First off was a fig onion jam, which we made a couple of years ago, and which goes like a charm with a sharp cheese or a flavorful pate. It takes time — it always takes time to caramelize onions — but it’s worth the wait. I enjoyed watching the onions go from this

to this, with a bit of patient stirring and the addition of some sugar and vinegar.

The recipe came from my trusted Australian book again, and while I really don’t like buying tomatoes in January, sometimes a gal’s got to do what a gal’s got to do. I bought half the quantity I should have, so topped the quantities up with apple, which adds a certain je ne sais quoi to the finished product.

Fig, tomato and caramelized onion jam
1 tbsp olive oil
4 medium onions
2 tbsp white wine vinegar (we used cider vinegar)
1/4 cup sugar
6 large tomatoes, peeled and chopped (we used 3)
2 apples, peeled and chopped (not in the recipe)
3-1/2 cups dried figs, sliced
1/2 cup lemon juice
4 cups sugar

Fry onions til soft, then caramelize with the vinegar and 1/4 cup sugar until medium brown.

Combine tomato (and apple) and figs in a saucepan and simmer until soft — which means it goes from this

to this in 30 minutes or so.

Add the caramelized onions and the rest of the sugar. Heat gently til the sugar is dissolved, then boil til it sets, maybe 15 minutes.
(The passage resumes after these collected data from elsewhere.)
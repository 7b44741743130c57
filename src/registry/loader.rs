//! Spec discovery and ingestion: walks a root directory for OpenAPI
//! documents, resolves each into fully-inlined `Operation`s, and
//! reports per-file failures without aborting the whole load.

use super::model::{HttpMethod, Operation, ParamLocation, ParameterDescriptor};
use super::naming::{base_tool_name, make_unique};
use super::pagination;
use super::schema::{resolve_parameter, resolve_request_body, DocumentSet};
use crate::error::Error;
use openapiv3::{OpenAPI, Operation as OaOperation, PathItem, ReferenceOr};
use std::collections::{HashMap, HashSet};
use std::path::{Path, PathBuf};

/// One successfully or unsuccessfully parsed spec file.
pub struct LoadOutcome {
    pub operations: Vec<Operation>,
    /// `(file path, reason)` for spec files skipped due to parse failure.
    pub skipped: Vec<(PathBuf, String)>,
}

/// Recursively collects candidate spec files (`.json`, `.yaml`, `.yml`)
/// under `root`, in a stable, sorted order so loads are deterministic.
fn discover_spec_files(root: &Path) -> Vec<PathBuf> {
    let mut files = Vec::new();
    let mut stack = vec![root.to_path_buf()];
    while let Some(dir) = stack.pop() {
        let Ok(entries) = std::fs::read_dir(&dir) else {
            continue;
        };
        for entry in entries.flatten() {
            let path = entry.path();
            if path.is_dir() {
                stack.push(path);
            } else if path
                .extension()
                .and_then(|e| e.to_str())
                .is_some_and(|e| matches!(e.to_lowercase().as_str(), "json" | "yaml" | "yml"))
            {
                files.push(path);
            }
        }
    }
    files.sort();
    files
}

/// Derives the `product` tag from a spec file's immediate parent
/// directory name.
fn product_tag(_root: &Path, file: &Path) -> String {
    file.parent()
        .and_then(|p| p.file_name())
        .and_then(|n| n.to_str())
        .unwrap_or("unknown")
        .to_string()
}

fn parse_spec_file(path: &Path) -> Result<OpenAPI, String> {
    let contents = std::fs::read_to_string(path).map_err(|e| e.to_string())?;
    let is_yaml = path.extension().and_then(|e| e.to_str()).is_some_and(|e| e != "json");
    if is_yaml {
        serde_yaml::from_str(&contents).map_err(|e| e.to_string())
    } else {
        serde_json::from_str(&contents).map_err(|e| e.to_string())
    }
}

/// Canonicalizes a path, falling back to the path itself when the file
/// cannot be stat'd (e.g. already removed between discovery and read).
fn canonical_or_self(path: &Path) -> PathBuf {
    path.canonicalize().unwrap_or_else(|_| path.to_path_buf())
}

/// Loads every Operation from every spec file found under `root`.
/// Returns `Error::Config` only if **zero** operations were ingested
/// across the whole tree; individual malformed files are collected
/// into `LoadOutcome::skipped` instead of aborting the load.
///
/// Parsing happens in two passes: every file is parsed into a
/// [`DocumentSet`] first, so a `$ref` in one file that targets a
/// component defined in another file already-loaded-or-not-yet-walked
/// resolves correctly regardless of discovery order.
pub fn load(root: &Path) -> Result<LoadOutcome, Error> {
    let files = discover_spec_files(root);
    let mut parsed: HashMap<PathBuf, OpenAPI> = HashMap::new();
    let mut skipped = Vec::new();

    for file in &files {
        match parse_spec_file(file) {
            Ok(spec) => {
                parsed.insert(canonical_or_self(file), spec);
            }
            Err(reason) => skipped.push((file.clone(), reason)),
        }
    }

    let docs = DocumentSet::new(parsed);
    let mut operations = Vec::new();
    let mut used_names: HashSet<String> = HashSet::new();

    for file in &files {
        let canonical = canonical_or_self(file);
        let Some(spec) = docs.get(&canonical) else {
            continue;
        };
        let product = product_tag(root, file);
        let version = spec.info.version.clone();
        for_each_operation(&docs, &canonical, spec, &product, &version, &mut used_names, &mut operations);
    }

    if operations.is_empty() {
        return Err(Error::config("registry", "zero operations ingested from spec root"));
    }

    Ok(LoadOutcome { operations, skipped })
}

fn for_each_operation(
    docs: &DocumentSet,
    file: &Path,
    spec: &OpenAPI,
    product: &str,
    version: &str,
    used_names: &mut HashSet<String>,
    out: &mut Vec<Operation>,
) {
    for (path_template, path_item_ref) in &spec.paths.paths {
        let ReferenceOr::Item(path_item) = path_item_ref else {
            continue;
        };
        for (method, op) in methods(path_item) {
            let Some(operation_id) = op.operation_id.clone() else {
                continue;
            };

            let mut parameters = resolve_params(docs, file, spec, &path_item.parameters);
            merge_operation_params(&mut parameters, resolve_params(docs, file, spec, &op.parameters));

            let request_body = op.request_body.as_ref().and_then(|b| resolve_request_body(docs, file, spec, b));

            let response_status_classes = op
                .responses
                .responses
                .keys()
                .map(|code| status_class(code))
                .collect::<Vec<_>>();

            let security_schemes = op
                .security
                .as_ref()
                .into_iter()
                .flatten()
                .flat_map(|req| req.keys().cloned())
                .collect();

            let servers = spec.servers.iter().map(|s| s.url.clone()).collect();

            let base_name = base_tool_name(product, &operation_id);
            let tool_name = make_unique(base_name, used_names);

            let has_link_header = pagination::declares_link_header(&op.responses);
            let pagination_kind = pagination::detect(method, &parameters, has_link_header);
            let supports_pagination = pagination::supports_pagination(method, &parameters, has_link_header);

            out.push(Operation {
                operation_id,
                tool_name,
                method,
                path: path_template.clone(),
                product: product.to_string(),
                version: version.to_string(),
                parameters,
                request_body,
                response_status_classes,
                tags: op.tags.clone(),
                security_schemes,
                servers,
                supports_pagination,
                pagination_kind,
            });
        }
    }
}

fn methods(item: &PathItem) -> Vec<(HttpMethod, &OaOperation)> {
    let mut out = Vec::new();
    if let Some(o) = &item.get {
        out.push((HttpMethod::Get, o));
    }
    if let Some(o) = &item.put {
        out.push((HttpMethod::Put, o));
    }
    if let Some(o) = &item.post {
        out.push((HttpMethod::Post, o));
    }
    if let Some(o) = &item.delete {
        out.push((HttpMethod::Delete, o));
    }
    if let Some(o) = &item.patch {
        out.push((HttpMethod::Patch, o));
    }
    if let Some(o) = &item.head {
        out.push((HttpMethod::Head, o));
    }
    if let Some(o) = &item.options {
        out.push((HttpMethod::Options, o));
    }
    out
}

fn resolve_params(
    docs: &DocumentSet,
    file: &Path,
    spec: &OpenAPI,
    refs: &[ReferenceOr<openapiv3::Parameter>],
) -> Vec<ParameterDescriptor> {
    refs.iter().filter_map(|r| resolve_parameter(docs, file, spec, r)).collect()
}

/// Merges operation-level parameters over path-level ones: a parameter
/// with the same `(name, location)` shadows the inherited one.
fn merge_operation_params(base: &mut Vec<ParameterDescriptor>, overrides: Vec<ParameterDescriptor>) {
    for over in overrides {
        if let Some(existing) = base.iter_mut().find(|p| p.name == over.name && p.location == over.location) {
            *existing = over;
        } else {
            base.push(over);
        }
    }
}

fn status_class(code: &openapiv3::StatusCode) -> String {
    match code {
        openapiv3::StatusCode::Code(n) => format!("{}xx", n / 100),
        openapiv3::StatusCode::Range(r) => r.to_lowercase(),
    }
}

#[cfg(test)]
mod tests {
    use super::*;
    use std::io::Write;

    fn sample_spec_json() -> &'static str {
        r#"{
            "openapi": "3.0.0",
            "info": {"title": "t", "version": "1"},
            "paths": {
                "/properties/{propertyId}": {
                    "parameters": [
                        {"name": "propertyId", "in": "path", "required": true, "schema": {"type": "string"}}
                    ],
                    "get": {
                        "operationId": "getProperty",
                        "responses": {"200": {"description": "ok"}}
                    }
                },
                "/properties": {
                    "get": {
                        "operationId": "listProperties",
                        "parameters": [
                            {"name": "limit", "in": "query", "required": false, "schema": {"type": "integer"}}
                        ],
                        "responses": {"200": {"description": "ok"}}
                    }
                }
            }
        }"#
    }

    #[test]
    fn loads_operations_from_nested_product_dirs() {
        let dir = tempfile::tempdir().unwrap();
        let product_dir = dir.path().join("papi");
        std::fs::create_dir_all(&product_dir).unwrap();
        let mut f = std::fs::File::create(product_dir.join("papi.json")).unwrap();
        f.write_all(sample_spec_json().as_bytes()).unwrap();

        let outcome = load(dir.path()).unwrap();
        assert_eq!(outcome.operations.len(), 2);
        assert!(outcome.operations.iter().all(|o| o.product == "papi"));
        assert!(outcome.skipped.is_empty());
    }

    #[test]
    fn malformed_file_is_skipped_not_fatal() {
        let dir = tempfile::tempdir().unwrap();
        let product_dir = dir.path().join("papi");
        std::fs::create_dir_all(&product_dir).unwrap();
        std::fs::File::create(product_dir.join("broken.json"))
            .unwrap()
            .write_all(b"{ not json")
            .unwrap();
        std::fs::File::create(product_dir.join("good.json"))
            .unwrap()
            .write_all(sample_spec_json().as_bytes())
            .unwrap();

        let outcome = load(dir.path()).unwrap();
        assert_eq!(outcome.skipped.len(), 1);
        assert_eq!(outcome.operations.len(), 2);
    }

    #[test]
    fn zero_operations_is_fatal() {
        let dir = tempfile::tempdir().unwrap();
        let err = load(dir.path()).unwrap_err();
        assert_eq!(err.kind(), "ConfigError");
    }

    #[test]
    fn path_level_params_inherited_unless_shadowed() {
        let dir = tempfile::tempdir().unwrap();
        let product_dir = dir.path().join("papi");
        std::fs::create_dir_all(&product_dir).unwrap();
        std::fs::File::create(product_dir.join("papi.json"))
            .unwrap()
            .write_all(sample_spec_json().as_bytes())
            .unwrap();

        let outcome = load(dir.path()).unwrap();
        let get_prop = outcome.operations.iter().find(|o| o.operation_id == "getProperty").unwrap();
        assert_eq!(get_prop.path_params().count(), 1);
    }
}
Bottle and water bath for 10 minutes.

Next up was tigress’s chutney with attitude, which is basically an apple chutney with a lot of stuff to give it a kick. We used cherries, apricots and the rest of the figs as dried fruit, and threw in a pretty decent amount of chili and a lot of ginger.

As promised, it’s got a kick.

It tasted pretty good straight out of the jar. And it can only get better.

Starting to worry again. I need help in eating all these jars.


  1. Bernadette said

    mmm, I can smell it from here! Freezing here too and you may like to know I finally found some Seville oranges, although they’re yellow ones. I figured as I’m a citrus lover anyway, I will try out your marmalade recipe with this cross between a lemon and an orange 🙂 Can’t wait!

    Did you read in the Times Online that marmalade sales are down in the UK? There was much gnashing of teeth and tearing of hair till they found out Seville orange sales are up in January because everybody’s been making their own marmalade.

  2. Elizabeth said

    Fig/onion jam sounds great! And no need to worry. We can help you with those jars!

    When we buy tomatoes in winter, we get the discounted ones that are sold on trays of 5or6 at the vegetable store for $1 – they usually have a bruise or two and maybe some mold as well, all mars strategically hidden from view, of course. But it’s easy to cut away the bad parts and these really red and juicy tomatoes make the best tomato sauce.

    Now I feel compelled to splash out on fresh figs. (I wonder if our fruit/vegetable store sells bruised figs the same way they sell bruised tomatoes.)

  3. I’ve been thinking I should try that fig/onion recipe. We’re due for more snow, so maybe that will be one of the weekend projects!